Output must match the data below exactly from its first line through the line that contains "pub fn delta(&self, base: &Self) -> Counter", with no other line.

[Collected data]
▬▬▬▬▬▬▬▬▬▬
use crate::prelude::*;

use std::sync::atomic::{AtomicI64, Ordering::Relaxed};

#[derive(Default, Serialize)]
pub struct Counter(pub AtomicI64);

impl Counter {
    pub fn inc(&self, by: i64) {
        self.0.fetch_add(by, Relaxed);
    }

    pub fn get(&self) -> i64 {
        self.0.load(Relaxed)
    }

    pub fn delta(&self, base: &Self) -> Counter {
        Counter(AtomicI64::new(self.get() - base.get()))
    }
}

impl Clone for Counter {
    fn clone(&self) -> Self {
        Self(AtomicI64::new(self.get()))
    }
}

impl std::fmt::Display for Counter {
    fn fmt(&self, f: &mut std::fmt::Formatter<'_>) -> std::fmt::Result {
        write!(f, "{}", self.get())
    }
}

impl std::fmt::Debug for Counter {
    fn fmt(&self, f: &mut std::fmt::Formatter<'_>) -> std::fmt::Result {
        write!(f, "{}", self.get())
    }
}

/// Running totals across every upload a coordinator has handled.
#[derive(Debug, Serialize, Default, Clone)]
pub struct UploadStats {
    pub num_stored: Counter,
    pub num_failed: Counter,
    pub num_cancelled: Counter,
    pub num_texts: Counter,
    pub bytes_stored: Counter,
    /// Items currently between blob write and record insert.
    pub num_in_process: Counter,
}

impl UploadStats {
    pub fn delta(&self, base: &Self) -> Self {
        UploadStats {
            num_stored: self.num_stored.delta(&base.num_stored),
            num_failed: self.num_failed.delta(&base.num_failed),
            num_cancelled: self.num_cancelled.delta(&base.num_cancelled),
            num_texts: self.num_texts.delta(&base.num_texts),
            bytes_stored: self.bytes_stored.delta(&base.bytes_stored),
            num_in_process: self.num_in_process.delta(&base.num_in_process),
        }
    }

    pub fn start_processing(&self) {
        self.num_in_process.inc(1);
    }

    pub fn finish_processing(&self) {
        self.num_in_process.inc(-1);
    }

    pub(crate) fn record_stored(&self, size: u64) {
        self.num_stored.inc(1);
        self.bytes_stored.inc(i64::try_from(size).unwrap_or(i64::MAX));
    }
}

impl std::fmt::Display for UploadStats {
    fn fmt(&self, f: &mut std::fmt::Formatter<'_>) -> std::fmt::Result {
        let mut messages = Vec::new();
        let num_stored = self.num_stored.get();
        if num_stored > 0 {
            messages.push(format!(
                "{num_stored} files STORED ({} bytes)",
                self.bytes_stored.get()
            ));
        }
        let num_texts = self.num_texts.get();
        if num_texts > 0 {
            messages.push(format!("{num_texts} texts STORED"));
        }
        let num_failed = self.num_failed.get();
        if num_failed > 0 {
            messages.push(format!("{num_failed} items FAILED"));
        }
        let num_cancelled = self.num_cancelled.get();
        if num_cancelled > 0 {
            messages.push(format!("{num_cancelled} items CANCELLED"));
        }
        let num_in_process = self.num_in_process.get();
        if num_in_process > 0 {
            messages.push(format!("{num_in_process} items IN PROCESS"));
        }

        if messages.is_empty() {
            write!(f, "No uploads")
        } else {
            write!(f, "{}", messages.join("; "))
        }
    }
}
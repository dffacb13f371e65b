use crate::prelude::*;

use crate::base::kind::classify;
use crate::base::record::{NewTransferRecord, TransferRecord};
use crate::base::session::SessionId;
use crate::blobs::BlobStore;
use crate::execution::stats::UploadStats;
use crate::persistence::TransferStore;
use crate::utils::keys::transfer_blob_key;
use crate::utils::slow_warn::warn_if_slow;
use futures::StreamExt;
use tokio_util::sync::CancellationToken;

/// One file handed to [`UploadCoordinator::send`].
#[derive(Debug, Clone)]
pub struct UploadItem {
    pub data: Bytes,
    pub file_name: String,
    pub mime_type: Option<String>,
}

impl UploadItem {
    pub fn new(data: impl Into<Bytes>, file_name: impl Into<String>, mime_type: Option<&str>) -> Self {
        Self {
            data: data.into(),
            file_name: file_name.into(),
            mime_type: mime_type.map(str::to_owned),
        }
    }
}

#[derive(Debug)]
pub enum ItemOutcome {
    Stored(TransferRecord),
    Failed(Error),
    /// The batch was cancelled before this item was attempted.
    Cancelled,
}

impl ItemOutcome {
    pub fn record(&self) -> Option<&TransferRecord> {
        match self {
            ItemOutcome::Stored(record) => Some(record),
            _ => None,
        }
    }

    pub fn error(&self) -> Option<&Error> {
        match self {
            ItemOutcome::Failed(err) => Some(err),
            _ => None,
        }
    }
}

/// Receives per-item progress. Both methods default to doing nothing.
pub trait UploadObserver: Send + Sync {
    fn on_item_started(&self, _index: usize, _file_name: &str) {}

    fn on_item_finished(&self, _index: usize, _outcome: &ItemOutcome) {}
}

impl UploadObserver for () {}

#[derive(Debug)]
pub struct UploadReport {
    pub index: usize,
    pub file_name: String,
    pub outcome: ItemOutcome,
}

/// Outcome of a whole batch, one report per input item in input order.
#[derive(Debug)]
pub struct BatchReport {
    pub session_id: SessionId,
    pub items: Vec<UploadReport>,
}

impl BatchReport {
    pub fn num_succeeded(&self) -> usize {
        self.count(|o| matches!(o, ItemOutcome::Stored(_)))
    }

    pub fn num_failed(&self) -> usize {
        self.count(|o| matches!(o, ItemOutcome::Failed(_)))
    }

    pub fn num_cancelled(&self) -> usize {
        self.count(|o| matches!(o, ItemOutcome::Cancelled))
    }

    /// Every item was stored.
    pub fn is_complete(&self) -> bool {
        self.num_succeeded() == self.items.len()
    }

    /// Some items were stored and some were not.
    pub fn is_partial(&self) -> bool {
        let succeeded = self.num_succeeded();
        succeeded > 0 && succeeded < self.items.len()
    }

    pub fn records(&self) -> impl Iterator<Item = &TransferRecord> {
        self.items.iter().filter_map(|item| item.outcome.record())
    }

    fn count(&self, pred: impl Fn(&ItemOutcome) -> bool) -> usize {
        self.items.iter().filter(|item| pred(&item.outcome)).count()
    }
}

/// Writes file bytes to the blob store and records to the transfer store.
pub struct UploadCoordinator {
    store: Arc<dyn TransferStore>,
    blobs: Arc<dyn BlobStore>,
    device_name: String,
    concurrency: usize,
    slow_call_threshold: Duration,
    stats: Arc<UploadStats>,
}

impl UploadCoordinator {
    pub fn new(
        store: Arc<dyn TransferStore>,
        blobs: Arc<dyn BlobStore>,
        device_name: impl Into<String>,
    ) -> Self {
        Self {
            store,
            blobs,
            device_name: device_name.into(),
            concurrency: 1,
            slow_call_threshold: Duration::from_secs(10),
            stats: Arc::new(UploadStats::default()),
        }
    }

    /// Number of items in flight at once. Values below 1 mean sequential.
    pub fn with_concurrency(mut self, concurrency: usize) -> Self {
        self.concurrency = concurrency.max(1);
        self
    }

    pub fn with_slow_call_threshold(mut self, threshold: Duration) -> Self {
        self.slow_call_threshold = threshold;
        self
    }

    pub fn stats(&self) -> &Arc<UploadStats> {
        &self.stats
    }

    /// Upload `items` into `session`.
    ///
    /// Items are independent: a failure is reported for that item only and
    /// earlier successes stay stored. `cancel` is checked before each item
    /// starts; an item already underway always runs to completion.
    #[instrument(skip_all, fields(session = %session, items = items.len()))]
    pub async fn send(
        &self,
        session: &SessionId,
        items: Vec<UploadItem>,
        observer: &dyn UploadObserver,
        cancel: &CancellationToken,
    ) -> Result<BatchReport> {
        if items.is_empty() {
            input_bail!("no files selected");
        }
        let reports: Vec<UploadReport> = futures::stream::iter(items.into_iter().enumerate())
            .map(|(index, item)| self.process_item(session, index, item, observer, cancel))
            .buffered(self.concurrency)
            .collect()
            .await;
        let report = BatchReport {
            session_id: session.clone(),
            items: reports,
        };
        info!(
            succeeded = report.num_succeeded(),
            failed = report.num_failed(),
            cancelled = report.num_cancelled(),
            "upload batch finished"
        );
        Ok(report)
    }

    async fn process_item(
        &self,
        session: &SessionId,
        index: usize,
        item: UploadItem,
        observer: &dyn UploadObserver,
        cancel: &CancellationToken,
    ) -> UploadReport {
        let outcome = if cancel.is_cancelled() {
            self.stats.num_cancelled.inc(1);
            ItemOutcome::Cancelled
        } else {
            observer.on_item_started(index, &item.file_name);
            self.stats.start_processing();
            let result = self.store_item(session, &item).await;
            self.stats.finish_processing();
            match result {
                Ok(record) => ItemOutcome::Stored(record),
                Err(err) => {
                    warn!(file_name = %item.file_name, error = %err, "upload item failed");
                    self.stats.num_failed.inc(1);
                    ItemOutcome::Failed(err)
                }
            }
        };
        observer.on_item_finished(index, &outcome);
        UploadReport {
            index,
            file_name: item.file_name,
            outcome,
        }
    }

    async fn store_item(&self, session: &SessionId, item: &UploadItem) -> Result<TransferRecord> {
        if item.file_name.is_empty() {
            input_bail!("file name is empty");
        }
        if item.data.is_empty() {
            input_bail!("file `{}` is empty", item.file_name);
        }
        let kind = classify(item.mime_type.as_deref());
        let key = transfer_blob_key(session, &item.file_name);
        let file_size = item.data.len() as u64;

        let blob_ref = warn_if_slow(
            || format!("blob put `{key}`"),
            self.slow_call_threshold,
            self.blobs
                .put(&key, item.data.clone(), item.mime_type.as_deref()),
        )
        .await?;

        // A failed insert leaves the blob unreferenced; nothing reclaims it.
        let record = warn_if_slow(
            || format!("insert record for `{}`", item.file_name),
            self.slow_call_threshold,
            self.store.insert(NewTransferRecord::file(
                session.clone(),
                kind,
                item.file_name.clone(),
                file_size,
                blob_ref,
                self.device_name.clone(),
            )),
        )
        .await?;

        self.stats.record_stored(file_size);
        info!(
            session = %session,
            file_name = %item.file_name,
            file_size,
            kind = %kind,
            record_id = %record.id,
            "file stored"
        );
        Ok(record)
    }

    /// Store a text snippet. Whitespace-only content is rejected; otherwise
    /// the content is kept verbatim.
    #[instrument(skip_all, fields(session = %session))]
    pub async fn send_text(&self, session: &SessionId, content: &str) -> Result<TransferRecord> {
        if content.trim().is_empty() {
            input_bail!("text is empty");
        }
        let record = warn_if_slow(
            || "insert text record".to_string(),
            self.slow_call_threshold,
            self.store.insert(NewTransferRecord::text(
                session.clone(),
                content.to_string(),
                self.device_name.clone(),
            )),
        )
        .await?;
        self.stats.num_texts.inc(1);
        info!(record_id = %record.id, len = content.len(), "text stored");
        Ok(record)
    }
}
▬▬▬▬▬▬▬▬▬▬
RESPONSE FOR THIS EXERCISE:
use crate::prelude::*;

use std::sync::atomic::{AtomicI64, Ordering::Relaxed};

#[derive(Default, Serialize)]
pub struct Counter(pub AtomicI64);

impl Counter {
    pub fn inc(&self, by: i64) {
        self.0.fetch_add(by, Relaxed);
    }

    pub fn get(&self) -> i64 {
        self.0.load(Relaxed)
    }

    pub fn delta(&self, base: &Self) -> Counter {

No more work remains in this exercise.